[Task input]
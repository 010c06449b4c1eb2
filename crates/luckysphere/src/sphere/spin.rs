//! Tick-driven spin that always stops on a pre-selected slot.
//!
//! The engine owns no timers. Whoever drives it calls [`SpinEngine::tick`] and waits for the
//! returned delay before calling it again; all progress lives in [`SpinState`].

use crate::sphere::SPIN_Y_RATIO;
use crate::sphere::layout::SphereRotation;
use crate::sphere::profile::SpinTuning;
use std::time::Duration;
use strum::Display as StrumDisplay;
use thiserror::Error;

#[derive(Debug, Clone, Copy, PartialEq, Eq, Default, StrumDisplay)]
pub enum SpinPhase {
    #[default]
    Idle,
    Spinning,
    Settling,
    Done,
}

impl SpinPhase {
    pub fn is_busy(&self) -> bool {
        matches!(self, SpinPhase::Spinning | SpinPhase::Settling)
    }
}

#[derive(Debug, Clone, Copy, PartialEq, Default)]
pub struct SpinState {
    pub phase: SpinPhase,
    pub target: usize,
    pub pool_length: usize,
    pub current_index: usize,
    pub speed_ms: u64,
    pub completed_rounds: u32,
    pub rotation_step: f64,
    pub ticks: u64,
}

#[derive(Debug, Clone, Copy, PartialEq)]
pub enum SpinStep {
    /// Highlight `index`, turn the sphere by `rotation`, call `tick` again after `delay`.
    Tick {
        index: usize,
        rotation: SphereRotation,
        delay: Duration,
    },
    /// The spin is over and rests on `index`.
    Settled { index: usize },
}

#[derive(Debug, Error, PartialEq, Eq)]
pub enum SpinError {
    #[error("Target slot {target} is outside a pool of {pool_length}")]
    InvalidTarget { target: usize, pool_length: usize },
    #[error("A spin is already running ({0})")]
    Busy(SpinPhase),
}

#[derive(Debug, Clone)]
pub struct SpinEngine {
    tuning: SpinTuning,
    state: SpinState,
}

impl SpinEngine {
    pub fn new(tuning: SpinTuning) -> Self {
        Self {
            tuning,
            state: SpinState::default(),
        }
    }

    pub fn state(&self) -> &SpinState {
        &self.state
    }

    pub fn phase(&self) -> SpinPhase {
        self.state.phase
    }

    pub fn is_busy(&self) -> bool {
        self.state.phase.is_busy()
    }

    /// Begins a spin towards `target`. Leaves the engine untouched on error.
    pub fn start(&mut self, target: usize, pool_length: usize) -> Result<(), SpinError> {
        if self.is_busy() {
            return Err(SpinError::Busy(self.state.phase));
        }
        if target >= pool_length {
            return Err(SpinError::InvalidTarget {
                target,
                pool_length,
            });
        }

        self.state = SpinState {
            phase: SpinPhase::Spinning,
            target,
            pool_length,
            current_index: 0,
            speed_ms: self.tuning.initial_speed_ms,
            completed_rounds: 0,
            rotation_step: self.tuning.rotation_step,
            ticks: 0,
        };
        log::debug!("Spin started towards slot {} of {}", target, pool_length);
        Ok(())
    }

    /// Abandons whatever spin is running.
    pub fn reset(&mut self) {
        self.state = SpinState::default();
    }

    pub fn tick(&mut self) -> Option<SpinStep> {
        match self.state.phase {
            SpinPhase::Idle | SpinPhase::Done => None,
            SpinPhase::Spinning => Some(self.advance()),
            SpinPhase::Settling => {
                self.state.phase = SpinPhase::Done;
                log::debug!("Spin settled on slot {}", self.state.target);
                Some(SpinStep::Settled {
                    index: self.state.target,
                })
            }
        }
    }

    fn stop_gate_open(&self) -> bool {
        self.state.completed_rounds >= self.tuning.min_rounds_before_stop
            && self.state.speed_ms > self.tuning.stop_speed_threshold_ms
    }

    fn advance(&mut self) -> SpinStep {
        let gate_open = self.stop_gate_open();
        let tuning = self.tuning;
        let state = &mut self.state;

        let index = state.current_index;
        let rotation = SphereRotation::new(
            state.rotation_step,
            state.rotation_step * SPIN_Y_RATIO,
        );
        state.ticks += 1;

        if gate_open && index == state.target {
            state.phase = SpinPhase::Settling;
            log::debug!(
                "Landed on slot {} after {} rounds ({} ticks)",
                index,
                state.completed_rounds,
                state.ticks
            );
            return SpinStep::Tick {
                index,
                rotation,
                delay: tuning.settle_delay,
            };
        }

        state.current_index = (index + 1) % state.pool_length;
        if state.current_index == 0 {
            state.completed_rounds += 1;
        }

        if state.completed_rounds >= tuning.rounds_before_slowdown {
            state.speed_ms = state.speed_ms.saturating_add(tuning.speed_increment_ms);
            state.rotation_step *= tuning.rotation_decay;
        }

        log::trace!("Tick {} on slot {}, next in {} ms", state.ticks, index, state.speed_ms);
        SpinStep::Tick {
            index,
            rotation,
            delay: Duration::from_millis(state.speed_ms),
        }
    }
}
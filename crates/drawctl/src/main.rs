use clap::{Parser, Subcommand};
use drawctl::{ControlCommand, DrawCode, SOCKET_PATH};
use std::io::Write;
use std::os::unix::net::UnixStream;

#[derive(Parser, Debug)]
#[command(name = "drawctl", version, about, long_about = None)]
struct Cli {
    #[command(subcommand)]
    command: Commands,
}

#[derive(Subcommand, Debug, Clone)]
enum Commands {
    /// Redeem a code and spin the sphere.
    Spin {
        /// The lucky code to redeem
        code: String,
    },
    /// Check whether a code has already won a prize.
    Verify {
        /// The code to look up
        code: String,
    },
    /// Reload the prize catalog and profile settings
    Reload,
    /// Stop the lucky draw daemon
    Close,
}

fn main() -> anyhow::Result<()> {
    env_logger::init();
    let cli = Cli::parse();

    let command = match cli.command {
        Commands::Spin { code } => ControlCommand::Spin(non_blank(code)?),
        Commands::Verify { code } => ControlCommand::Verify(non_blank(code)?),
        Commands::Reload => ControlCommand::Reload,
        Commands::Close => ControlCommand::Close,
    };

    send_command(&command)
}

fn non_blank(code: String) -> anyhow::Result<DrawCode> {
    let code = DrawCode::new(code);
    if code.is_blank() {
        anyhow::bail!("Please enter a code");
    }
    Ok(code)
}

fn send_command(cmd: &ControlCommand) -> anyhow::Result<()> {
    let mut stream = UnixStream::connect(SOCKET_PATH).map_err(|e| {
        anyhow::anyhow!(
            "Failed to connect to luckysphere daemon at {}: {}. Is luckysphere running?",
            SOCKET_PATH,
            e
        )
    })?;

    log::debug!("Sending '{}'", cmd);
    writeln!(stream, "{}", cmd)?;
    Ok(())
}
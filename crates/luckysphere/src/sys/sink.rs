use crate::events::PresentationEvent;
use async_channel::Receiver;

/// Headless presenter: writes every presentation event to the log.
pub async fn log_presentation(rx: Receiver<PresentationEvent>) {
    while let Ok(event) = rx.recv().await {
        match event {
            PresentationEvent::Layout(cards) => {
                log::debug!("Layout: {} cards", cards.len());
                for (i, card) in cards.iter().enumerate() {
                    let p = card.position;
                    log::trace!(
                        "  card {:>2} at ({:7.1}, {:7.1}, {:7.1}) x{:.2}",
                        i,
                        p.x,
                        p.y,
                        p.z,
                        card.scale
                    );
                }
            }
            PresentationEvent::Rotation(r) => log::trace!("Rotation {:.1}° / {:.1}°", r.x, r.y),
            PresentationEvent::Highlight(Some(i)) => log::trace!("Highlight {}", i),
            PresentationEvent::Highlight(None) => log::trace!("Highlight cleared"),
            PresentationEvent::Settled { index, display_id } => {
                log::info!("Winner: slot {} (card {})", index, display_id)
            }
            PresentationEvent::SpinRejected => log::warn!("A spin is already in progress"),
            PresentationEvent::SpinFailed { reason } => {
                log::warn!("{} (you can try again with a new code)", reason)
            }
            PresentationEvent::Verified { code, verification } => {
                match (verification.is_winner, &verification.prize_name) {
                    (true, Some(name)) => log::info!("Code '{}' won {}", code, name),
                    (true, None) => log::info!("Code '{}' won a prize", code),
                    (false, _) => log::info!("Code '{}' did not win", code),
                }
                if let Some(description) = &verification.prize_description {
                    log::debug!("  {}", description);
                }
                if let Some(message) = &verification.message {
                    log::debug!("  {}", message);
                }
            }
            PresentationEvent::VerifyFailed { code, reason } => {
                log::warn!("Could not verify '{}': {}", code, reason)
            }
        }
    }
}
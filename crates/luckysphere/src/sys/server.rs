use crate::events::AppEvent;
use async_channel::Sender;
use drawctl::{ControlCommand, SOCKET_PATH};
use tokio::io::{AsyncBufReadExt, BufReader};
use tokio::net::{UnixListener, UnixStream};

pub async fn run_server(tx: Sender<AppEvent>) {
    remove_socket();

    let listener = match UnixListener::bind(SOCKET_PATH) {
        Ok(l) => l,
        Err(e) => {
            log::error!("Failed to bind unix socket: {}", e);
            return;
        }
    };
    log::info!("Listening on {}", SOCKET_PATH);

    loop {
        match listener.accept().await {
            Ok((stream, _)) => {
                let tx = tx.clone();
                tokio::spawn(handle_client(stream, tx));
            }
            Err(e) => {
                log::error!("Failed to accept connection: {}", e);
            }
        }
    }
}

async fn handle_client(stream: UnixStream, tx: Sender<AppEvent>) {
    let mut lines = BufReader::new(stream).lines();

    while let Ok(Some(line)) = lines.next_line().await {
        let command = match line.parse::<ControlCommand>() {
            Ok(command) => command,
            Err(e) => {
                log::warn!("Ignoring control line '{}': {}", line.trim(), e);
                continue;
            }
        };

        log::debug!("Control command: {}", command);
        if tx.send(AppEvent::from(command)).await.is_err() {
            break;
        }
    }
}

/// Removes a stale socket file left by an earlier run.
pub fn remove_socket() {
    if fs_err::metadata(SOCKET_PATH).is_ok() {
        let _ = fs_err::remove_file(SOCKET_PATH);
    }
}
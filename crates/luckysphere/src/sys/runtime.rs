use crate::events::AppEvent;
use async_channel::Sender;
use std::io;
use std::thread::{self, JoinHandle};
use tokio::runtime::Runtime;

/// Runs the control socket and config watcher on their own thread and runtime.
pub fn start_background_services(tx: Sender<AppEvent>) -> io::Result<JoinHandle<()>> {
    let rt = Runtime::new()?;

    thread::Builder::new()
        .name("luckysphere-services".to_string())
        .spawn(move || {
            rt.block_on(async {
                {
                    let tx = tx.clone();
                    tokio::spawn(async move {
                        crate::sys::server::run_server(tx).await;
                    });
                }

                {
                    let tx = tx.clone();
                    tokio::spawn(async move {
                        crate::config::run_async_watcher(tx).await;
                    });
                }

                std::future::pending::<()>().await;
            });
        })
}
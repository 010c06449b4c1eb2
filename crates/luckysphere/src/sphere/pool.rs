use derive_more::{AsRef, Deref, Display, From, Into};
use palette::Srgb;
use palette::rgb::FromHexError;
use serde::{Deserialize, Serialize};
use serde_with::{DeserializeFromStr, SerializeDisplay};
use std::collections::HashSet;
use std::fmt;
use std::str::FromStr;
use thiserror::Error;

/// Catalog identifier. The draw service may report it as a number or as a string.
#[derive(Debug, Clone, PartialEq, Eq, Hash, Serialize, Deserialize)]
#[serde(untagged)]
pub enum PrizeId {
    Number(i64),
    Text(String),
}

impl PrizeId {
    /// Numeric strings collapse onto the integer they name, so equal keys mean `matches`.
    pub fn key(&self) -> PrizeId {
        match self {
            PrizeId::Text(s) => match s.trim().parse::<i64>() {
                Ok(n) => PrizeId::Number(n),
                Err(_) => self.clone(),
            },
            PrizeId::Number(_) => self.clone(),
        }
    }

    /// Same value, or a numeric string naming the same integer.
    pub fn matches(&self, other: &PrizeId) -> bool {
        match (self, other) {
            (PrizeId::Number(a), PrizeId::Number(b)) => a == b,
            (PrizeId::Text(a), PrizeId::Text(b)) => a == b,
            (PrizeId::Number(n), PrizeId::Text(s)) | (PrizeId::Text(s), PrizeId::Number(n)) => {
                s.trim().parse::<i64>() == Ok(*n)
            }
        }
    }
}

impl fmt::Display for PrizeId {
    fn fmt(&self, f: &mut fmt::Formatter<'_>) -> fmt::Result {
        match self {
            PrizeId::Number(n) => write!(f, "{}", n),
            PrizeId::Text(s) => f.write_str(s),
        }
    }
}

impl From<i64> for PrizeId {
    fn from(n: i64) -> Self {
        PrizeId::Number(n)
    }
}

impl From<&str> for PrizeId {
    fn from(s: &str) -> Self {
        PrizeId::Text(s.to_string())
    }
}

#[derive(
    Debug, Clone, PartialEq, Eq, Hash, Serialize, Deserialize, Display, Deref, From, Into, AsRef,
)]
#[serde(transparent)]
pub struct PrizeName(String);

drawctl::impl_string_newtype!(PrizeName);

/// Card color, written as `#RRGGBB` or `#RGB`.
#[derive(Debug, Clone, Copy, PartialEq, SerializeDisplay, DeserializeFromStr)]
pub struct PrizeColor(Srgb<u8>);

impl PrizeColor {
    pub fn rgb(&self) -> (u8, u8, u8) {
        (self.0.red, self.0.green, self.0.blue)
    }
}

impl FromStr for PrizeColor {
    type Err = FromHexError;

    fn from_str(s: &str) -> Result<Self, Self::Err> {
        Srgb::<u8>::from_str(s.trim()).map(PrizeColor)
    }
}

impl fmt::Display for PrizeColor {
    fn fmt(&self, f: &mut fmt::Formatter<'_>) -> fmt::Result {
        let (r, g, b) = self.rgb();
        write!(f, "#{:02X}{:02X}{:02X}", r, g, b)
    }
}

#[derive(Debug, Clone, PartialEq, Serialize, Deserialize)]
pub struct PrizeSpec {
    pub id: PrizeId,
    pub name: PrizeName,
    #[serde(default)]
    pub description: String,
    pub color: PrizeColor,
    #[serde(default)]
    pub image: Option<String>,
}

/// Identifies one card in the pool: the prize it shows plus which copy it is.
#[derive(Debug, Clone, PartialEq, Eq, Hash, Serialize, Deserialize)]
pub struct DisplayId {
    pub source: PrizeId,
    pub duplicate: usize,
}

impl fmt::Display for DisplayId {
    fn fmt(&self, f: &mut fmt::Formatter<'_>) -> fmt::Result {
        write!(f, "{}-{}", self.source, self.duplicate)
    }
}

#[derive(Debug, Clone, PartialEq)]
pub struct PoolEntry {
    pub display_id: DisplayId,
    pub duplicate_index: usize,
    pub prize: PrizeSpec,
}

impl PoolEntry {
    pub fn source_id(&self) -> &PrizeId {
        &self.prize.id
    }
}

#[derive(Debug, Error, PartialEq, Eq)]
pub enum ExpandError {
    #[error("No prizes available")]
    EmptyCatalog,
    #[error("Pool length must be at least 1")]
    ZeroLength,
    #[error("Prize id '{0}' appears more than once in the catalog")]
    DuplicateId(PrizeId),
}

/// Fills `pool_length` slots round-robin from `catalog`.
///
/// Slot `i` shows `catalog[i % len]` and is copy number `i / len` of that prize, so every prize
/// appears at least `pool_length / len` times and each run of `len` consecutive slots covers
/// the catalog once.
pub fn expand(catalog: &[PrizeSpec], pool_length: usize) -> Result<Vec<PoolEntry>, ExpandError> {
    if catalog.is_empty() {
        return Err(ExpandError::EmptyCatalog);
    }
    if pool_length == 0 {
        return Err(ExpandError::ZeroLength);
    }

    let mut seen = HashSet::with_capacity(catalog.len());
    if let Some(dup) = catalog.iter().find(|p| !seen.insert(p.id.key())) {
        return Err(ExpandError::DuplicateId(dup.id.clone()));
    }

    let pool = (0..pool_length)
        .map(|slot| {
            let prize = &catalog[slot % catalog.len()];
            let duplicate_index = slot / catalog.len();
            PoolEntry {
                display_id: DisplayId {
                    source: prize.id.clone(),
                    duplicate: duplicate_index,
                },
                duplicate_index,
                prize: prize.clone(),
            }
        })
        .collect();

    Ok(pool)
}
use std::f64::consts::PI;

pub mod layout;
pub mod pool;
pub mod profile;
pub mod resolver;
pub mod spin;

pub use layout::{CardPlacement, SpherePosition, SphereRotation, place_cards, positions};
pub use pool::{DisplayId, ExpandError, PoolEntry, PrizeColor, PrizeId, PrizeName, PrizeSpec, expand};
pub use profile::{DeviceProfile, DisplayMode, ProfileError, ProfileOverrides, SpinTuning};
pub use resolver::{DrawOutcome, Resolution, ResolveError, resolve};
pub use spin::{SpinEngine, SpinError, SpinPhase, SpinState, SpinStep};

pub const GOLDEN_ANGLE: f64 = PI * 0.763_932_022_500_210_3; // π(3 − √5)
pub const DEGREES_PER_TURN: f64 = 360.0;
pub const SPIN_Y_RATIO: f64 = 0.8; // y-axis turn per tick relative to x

[Work task]
Your task is to list each line of the records with the word "ticks".

[Response to this task]
    pub ticks: u64,
            ticks: 0,
        state.ticks += 1;
                "Landed on slot {} after {} rounds ({} ticks)",
                state.ticks
        log::trace!("Tick {} on slot {}, next in {} ms", state.ticks, index, state.speed_ms);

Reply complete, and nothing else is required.